40. H-1 ke Singapura

131 13 0
                                    

"Aku tidak bisa memberimu ijin selama itu," ujar direktur menolak permohonan ijin Alby.

Alby menghela nafasnya berat. Ia sebetulnya sudah tahu jika cuti lebih dari dua minggu tidak akan diijinkan namun Alby ingin mencobanya, siapa tahu saja direktur memberinya ijin tapi ternyata jawaban direktur memang tidak mengijinkannya untuk mengambil cuti.

"Jika kau cuti bagaimana dengan pasien-pasienmu? Bukannya kau harus tetap mengawasi pasien yang kau operasi kemarin? Bukannya aku tidak memberimu ijin cuti hanya saja dua puluh tiga hari itu adalah waktu yang sangat lama," jelas direktur.

"Baiklah saya mengerti direktur. Saya mohon undur diri, maaf telah mengganggu waktu anda," pamit Alby keluar dari ruangan direktur.

Begitu keluar dari ruangan direktur, Alby cukup terkejut mendapati Laudya yang sudah berdiri di depan pintu sembari menatap kearahnya.

"Sejak kapan kau berdiri disini?" tanya Alby.

"Aku baru saja tiba. Ada apa? Apa ayahku mengancammu atau berbicara buruk padamu?" tanya Laudya curiga.

"Tidak," jawab Alby sembari tersenyum.

"Lalu?"

Alby terdiam sembari berfikir sejenak. Ia tidak mendapatkan ijin cuti dan ia juga tidak mungkin membiarkan Devi pergi ke Singapura sendirian. Devi tidak bisa bahasa Inggris, selain itu ini adalah kali pertamanya naik pesawat dan berpergian sejauh itu. Alby merasa khawatir jika membiarkannya pergi sendirian.

Alby menaikkan pandangannya menatap kearah Laudya. Tiba-tiba terlintas sebuah ide di kepalanya.

"Bisa kita berbicara berdua? Ada hal yang ingin kusampaikan padamu," ujar Alby.

*****

Kini Alby dan Laudya berada di rooftop rumah sakit untuk membicarakan sesuatu hal yang penting.

"Ada apa?" tanya Laudya.

"Laudya kau pernah belajar di Singapura kan?" tanya Alby serius.
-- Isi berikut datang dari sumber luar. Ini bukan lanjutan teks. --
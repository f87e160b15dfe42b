use axum::Json;
use axum::http::StatusCode;
use axum::response::{IntoResponse, Response};
use serde::{Deserialize, Serialize};

use crate::application::services::{ConversionOutcome, PipelineError};
use crate::domain::InvalidInput;

pub const SUCCESS_MESSAGE: &str = "转换成功";
pub const MISCONFIGURED_MESSAGE: &str = "服务配置不完整，请联系管理员";
pub const MISSING_LINK_MESSAGE: &str = "请提供douyin_url参数";
pub const EMPTY_LINK_MESSAGE: &str = "抖音链接不能为空";
pub const RESOLUTION_FAILED_MESSAGE: &str = "无法解析抖音视频链接，请检查链接是否正确";
pub const CONVERSION_FAILED_MESSAGE: &str = "视频转音频失败，请稍后重试";
pub const TRANSCRIPTION_FAILED_MESSAGE: &str = "语音识别失败，请确保视频包含清晰的语音内容";
pub const INTERNAL_ERROR_MESSAGE: &str = "服务器内部错误";

/// Envelope returned by `/api/convert`; either the success or the error
/// fields are populated, never both.
#[derive(Debug, Clone, PartialEq, Eq, Serialize, Deserialize)]
pub struct ApiResponse {
    pub success: bool,
    #[serde(skip_serializing_if = "Option::is_none")]
    pub text: Option<String>,
    #[serde(skip_serializing_if = "Option::is_none")]
    pub video_url: Option<String>,
    #[serde(skip_serializing_if = "Option::is_none")]
    pub error: Option<String>,
    #[serde(skip_serializing_if = "Option::is_none")]
    pub message: Option<String>,
}

impl ApiResponse {
    pub fn success(outcome: ConversionOutcome) -> Self {
        Self {
            success: true,
            text: Some(outcome.text),
            video_url: Some(outcome.video_url),
            error: None,
            message: Some(SUCCESS_MESSAGE.to_string()),
        }
    }

    pub fn failure(error: impl Into<String>) -> Self {
        Self {
            success: false,
            text: None,
            video_url: None,
            error: Some(error.into()),
            message: None,
        }
    }
}

/// A failure already reduced to what the caller is allowed to see.
#[derive(Debug, Clone, Copy, PartialEq, Eq)]
pub struct ApiError {
    pub status: StatusCode,
    pub message: &'static str,
}

impl ApiError {
    pub fn internal() -> Self {
        Self {
            status: StatusCode::INTERNAL_SERVER_ERROR,
            message: INTERNAL_ERROR_MESSAGE,
        }
    }
}

impl From<&PipelineError> for ApiError {
    fn from(error: &PipelineError) -> Self {
        let (status, message) = match error {
            PipelineError::Misconfigured(_) => {
                (StatusCode::INTERNAL_SERVER_ERROR, MISCONFIGURED_MESSAGE)
            }
            PipelineError::InvalidInput(InvalidInput::MissingLink) => {
                (StatusCode::BAD_REQUEST, MISSING_LINK_MESSAGE)
            }
            PipelineError::InvalidInput(InvalidInput::EmptyLink) => {
                (StatusCode::BAD_REQUEST, EMPTY_LINK_MESSAGE)
            }
            PipelineError::Resolution(_) => (StatusCode::BAD_REQUEST, RESOLUTION_FAILED_MESSAGE),
            PipelineError::Conversion(_) => {
                (StatusCode::INTERNAL_SERVER_ERROR, CONVERSION_FAILED_MESSAGE)
            }
            PipelineError::Transcription(_) => {
                (StatusCode::INTERNAL_SERVER_ERROR, TRANSCRIPTION_FAILED_MESSAGE)
            }
        };
        Self { status, message }
    }
}

impl IntoResponse for ApiError {
    fn into_response(self) -> Response {
        (self.status, Json(ApiResponse::failure(self.message))).into_response()
    }
}
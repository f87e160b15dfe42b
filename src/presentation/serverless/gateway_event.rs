use std::collections::HashMap;

use axum::http::Method;
use serde::{Deserialize, Serialize};

use super::{AdapterError, HostingAdapter, InboundCall, OutboundCall};

/// Inbound event of an API-gateway style serverless host.
#[derive(Debug, Clone, Serialize, Deserialize)]
pub struct GatewayEvent {
    #[serde(rename = "httpMethod")]
    pub http_method: String,
    pub path: String,
    #[serde(default)]
    pub headers: HashMap<String, String>,
    #[serde(default)]
    pub body: Option<String>,
}

#[derive(Debug, Clone, PartialEq, Eq, Serialize, Deserialize)]
pub struct GatewayResponse {
    #[serde(rename = "statusCode")]
    pub status_code: u16,
    pub headers: HashMap<String, String>,
    pub body: String,
}

/// The envelope status mirrors the router's status, so a failed conversion
/// is not reported as 200 to the host.
#[derive(Debug, Clone, Copy, Default)]
pub struct GatewayEventAdapter;

impl HostingAdapter for GatewayEventAdapter {
    type Event = GatewayEvent;
    type Output = GatewayResponse;

    fn translate(&self, event: GatewayEvent) -> Result<InboundCall, AdapterError> {
        let method = Method::from_bytes(event.http_method.trim().to_uppercase().as_bytes())
            .map_err(|_| AdapterError::InvalidMethod(event.http_method.clone()))?;

        if !event.path.starts_with('/') {
            return Err(AdapterError::InvalidPath(event.path));
        }

        Ok(InboundCall {
            method,
            path: event.path,
            headers: event.headers.into_iter().collect(),
            body: event.body.unwrap_or_default(),
        })
    }

    fn serialize(&self, response: OutboundCall) -> GatewayResponse {
        let mut headers: HashMap<String, String> = response.headers.into_iter().collect();
        headers
            .entry("content-type".to_string())
            .or_insert_with(|| "application/json".to_string());

        GatewayResponse {
            status_code: response.status.as_u16(),
            headers,
            body: response.body,
        }
    }
}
"Iya pernah. Memangnya kenapa?" tanya Laudya bingung dengan pertanyaan Alby.

"Bisa aku minta tolong padamu?"

"Minta tolong apa?"

"Bisa kau temani Devi pergi ke Singapura selama lebih dari dua minggu? Aku akan mengganti kerugianmu karena tidak bekerja selama itu," ujar Alby serius.

"Tunggu dulu By. Ini bukan masalah uang, tolong jelaskan dulu apa yang sebenarnya terjadi? Kenapa Devi harus pergi ke Singapura?"

Alby menghela nafasnya pelan sembari menatap kearah gedung-gedung yang berjajar rapi di hadapannya.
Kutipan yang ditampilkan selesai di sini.